Entre ces deux ouvrages irremplaçables, de nombreuses passerelles, de nombreux passages. Aucun, je crois, sauf peut-être, l'évocation d'Abellio, commune aux deux auteurs, n'est plus attirant et secret que le portrait d'Ezra Pound, un de mes actes de lecture manqué lorsque, en hypokhâgne je crois, je commençais à lire les Cantos dans une édition de poche, le regard dubitatif, soupçonneux de mon professeur de français ajoutant à mon embarras face à une prose aussi complexe, essentielle, hermétique bien souvent.
Résumons-nous : la fine biographie écrite par Jean-Luc Barré m'a donné envie de lire ou de relire Dominique de Roux, celle de Sarah Vajda m'a dissuadé de lire les bizarres ouvrages de celui, Hallier, qui se rêva grand écrivain et ne fut que pitre surnuméraire, leur préférant et de loin les propres livres de Sarah, comme cette biographie de Barrès que je vais lire de toute urgence.
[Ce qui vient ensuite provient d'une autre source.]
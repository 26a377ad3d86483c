//! Logging infrastructure using `tracing` and `tracing-subscriber`.
//!
//! The library crate emits every state transition and stage outcome through
//! `tracing`; this module decides where those events go.
//!
//! # Log Levels
//!
//! - `error`: Aborted runs, spawn failures
//! - `warn`: Offline fallback, ignored settings files
//! - `info`: State transitions, download and extraction summaries
//! - `debug`: Child process output, probe responses
//! - `trace`: Everything else

use std::fs::OpenOptions;
use std::io::{self, Write};
use std::path::PathBuf;
use std::sync::{Arc, Mutex};

use tracing::level_filters::LevelFilter;
use tracing_subscriber::{
    EnvFilter,
    fmt::{self, MakeWriter},
    layer::SubscriberExt,
    util::SubscriberInitExt,
};

/// Configuration for logging behavior.
#[derive(Debug, Clone)]
pub struct LogConfig {
    /// Level applied to the launcher crates.
    pub level_filter: LevelFilter,
    /// Whether `RUST_LOG` may override `level_filter`.
    pub use_env_filter: bool,
    /// Whether to include timestamps in log output.
    pub with_timestamps: bool,
    /// Whether to include target (module path) in log output.
    pub with_target: bool,
    /// Whether to use ANSI colors in output.
    pub with_ansi: bool,
    /// Output format.
    pub format: LogFormat,
    /// Optional log file path. When set, logs are written to the file.
    pub log_file: Option<PathBuf>,
}

/// Log output format.
#[derive(Debug, Clone, Copy, Default, PartialEq, Eq)]
pub enum LogFormat {
    /// Human-readable pretty format with colors.
    #[default]
    Pretty,
    /// Compact single-line format.
    Compact,
    /// JSON format for machine parsing.
    Json,
}

impl Default for LogConfig {
    fn default() -> Self {
        Self {
            level_filter: LevelFilter::WARN,
            use_env_filter: true,
            with_timestamps: false,
            with_target: false,
            with_ansi: true,
            format: LogFormat::default(),
            log_file: None,
        }
    }
}

/// Initialize the global tracing subscriber with the given configuration.
///
/// This should be called once at application startup.
///
/// # Errors
///
/// Returns an error if the log file cannot be opened.
///
/// # Panics
///
/// Panics if called more than once.
pub fn init_logging(config: &LogConfig) -> io::Result<()> {
    if let Some(path) = &config.log_file {
        let file = OpenOptions::new().create(true).append(true).open(path)?;
        init_logging_with_writer(config, SharedFileWriter::new(file));
    } else {
        init_logging_with_writer(config, io::stderr);
    }
    Ok(())
}

/// Initialize logging with a custom writer.
pub fn init_logging_with_writer<W>(config: &LogConfig, writer: W)
where
    W: for<'writer> MakeWriter<'writer> + Send + Sync + 'static,
{
    let filter = build_env_filter(config.level_filter, config.use_env_filter);

    match config.format {
        LogFormat::Json => {
            let layer = fmt::layer()
                .json()
                .with_writer(writer)
                .with_target(config.with_target);

            tracing_subscriber::registry()
                .with(filter)
                .with(layer)
                .init();
        }
        LogFormat::Compact => {
            let layer = fmt::layer()
                .compact()
                .with_writer(writer)
                .with_ansi(config.with_ansi)
                .with_target(config.with_target);

            if config.with_timestamps {
                tracing_subscriber::registry()
                    .with(filter)
                    .with(layer)
                    .init();
            } else {
                tracing_subscriber::registry()
                    .with(filter)
                    .with(layer.without_time())
                    .init();
            }
        }
        LogFormat::Pretty => {
            let layer = fmt::layer()
                .with_writer(writer)
                .with_ansi(config.with_ansi)
                .with_target(config.with_target);

            if config.with_timestamps {
                tracing_subscriber::registry()
                    .with(filter)
                    .with(layer)
                    .init();
            } else {
                tracing_subscriber::registry()
                    .with(filter)
                    .with(layer.without_time())
                    .init();
            }
        }
    }
}

#[derive(Clone)]
struct SharedFileWriter {
    file: Arc<Mutex<std::fs::File>>,
}

impl SharedFileWriter {
    fn new(file: std::fs::File) -> Self {
        Self {
            file: Arc::new(Mutex::new(file)),
        }
    }
}

struct SharedFileGuard {
    file: Arc<Mutex<std::fs::File>>,
}

impl Write for SharedFileGuard {
    fn write(&mut self, buf: &[u8]) -> io::Result<usize> {
        let mut guard = self
            .file
            .lock()
            .map_err(|_| io::Error::other("log file lock poisoned"))?;
        guard.write(buf)
    }

    fn flush(&mut self) -> io::Result<()> {
        let mut guard = self
            .file
            .lock()
            .map_err(|_| io::Error::other("log file lock poisoned"))?;
        guard.flush()
    }
}

impl<'a> MakeWriter<'a> for SharedFileWriter {
    type Writer = SharedFileGuard;

    fn make_writer(&'a self) -> Self::Writer {
        SharedFileGuard {
            file: Arc::clone(&self.file),
        }
    }
}

/// Default directives: our crates at `level`, dependencies at warn.
pub fn default_directives(level: LevelFilter) -> String {
    let level = level.to_string().to_lowercase();
    format!("warn,ttu_launcher={level},ttu_updater={level}")
}

fn build_env_filter(level: LevelFilter, use_env_filter: bool) -> EnvFilter {
    let fallback = || EnvFilter::new(default_directives(level));
    if use_env_filter {
        EnvFilter::try_from_default_env().unwrap_or_else(|_| fallback())
    } else {
        fallback()
    }
}

#[cfg(test)]
mod tests {
    use super::*;

    #[test]
    fn test_default_directives() {
        assert_eq!(
            default_directives(LevelFilter::DEBUG),
            "warn,ttu_launcher=debug,ttu_updater=debug"
        );
        assert_eq!(
            default_directives(LevelFilter::OFF),
            "warn,ttu_launcher=off,ttu_updater=off"
        );
    }
}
C'est que Barré est un ouvrier honnête (je tiens ce qualificatif pour un compliment) et Vajda, dans la démesure et, parfois, la confusion de son écriture, un véritable écrivain qui eût dû, pour maîtriser le flot torrentiel, confronter sa propre maîtrise littéraire aux fulgurantes sécheresses d'un Dominique de Roux. Hallier, en somme, ressemble trop à son biographe si je puis dire et, par avance, en incarne les démons contradictoires.
Pour finir, ces deux livres me conduisent, de nouveau, devant les figures solitaires et terriblement silencieuses, injustement tues et effacées, de Pound et d'Abellio.
Parfois, comme par miracle, un siècle tout entier est sauvé de l'insignifiance par quelques brefs éclats d'amitiés remarquables.